Once the assessment is reopened, the assessing authority can take

note of the income disclosed in the earlier return, any undisclosed

income found during search or and also any other income which

is not disclosed in the earlier return or which is not unearthed

during the search, in order to find out what is the "total income"

of each year and then pass the assessment order. Therefore, the

Commissioner by virtue of the power conferred under Section 263 (of Income Tax Act, 1961)

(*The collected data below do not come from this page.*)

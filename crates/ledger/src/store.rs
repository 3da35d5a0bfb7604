//! The `OrderLedger` trait.

use async_trait::async_trait;
use common::{OrderId, OwnerId};
use domain::{Order, ValidatedLine};

use crate::error::Result;

/// Durable store for order aggregates.
///
/// `persist` must be atomic: the header and every line become visible in
/// one local commit, or nothing does. Status transitions are guarded — an
/// order leaves `Pending` exactly once, to `Completed` or `Failed`.
#[async_trait]
pub trait OrderLedger: Send + Sync {
    /// Durably commits a new pending order with its validated lines and
    /// returns the stored aggregate, ID assigned.
    async fn persist(
        &self,
        owner_id: OwnerId,
        shipping_address: &str,
        lines: Vec<ValidatedLine>,
    ) -> Result<Order>;

    /// Loads an order by ID.
    async fn get_order(&self, order_id: OrderId) -> Result<Option<Order>>;

    /// Transitions a pending order to `Completed`.
    async fn complete(&self, order_id: OrderId) -> Result<()>;

    /// Transitions a pending order to `Failed`, the durable record of a
    /// compensated reservation.
    async fn mark_failed(&self, order_id: OrderId) -> Result<()>;
}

of the Act gets no jurisdiction to initiate proceedings under the

said provision because the condition precedent for initiating

proceedings under Section 263 (of Income Tax Act, 1961) is any order passed under the Act

by the Assessing officer is erroneous insofar as it is prejudicial to

the interest of the revenue. Once the order passed by the Assessing

officer gets reopened, there is no order which can be said to be

erroneous insofar as it is prejudicial to the-interest of the revenue

which confers jurisdiction on the Commissioner to exercise the

power of the jurisdiction.”

13.1 Further in the present case, return of income filed by

assessee that was processed u/s 143(1) (of Income Tax Act, 1961) and the time

limit for issue of notice u/s 143(2) (of Income Tax Act, 1961) not expired which is

available up to 30.9.2016 and the intimation is not akin to

assessment and time limit for notice u/s 143(2) (of Income Tax Act, 1961) is not

expired, even though return has been processed, it will be a case

where return has not been attained finality Consequently, ld. AO

would have authority/jurisdiction to assess the entire income

similar to jurisdiction in regular assessment u/s 143(3) (of Income Tax Act, 1961)

as held by All Cargo Logistics Ltd. cited (supra). As such, the

quashing of assessment by ld. CIT(A) is not possible.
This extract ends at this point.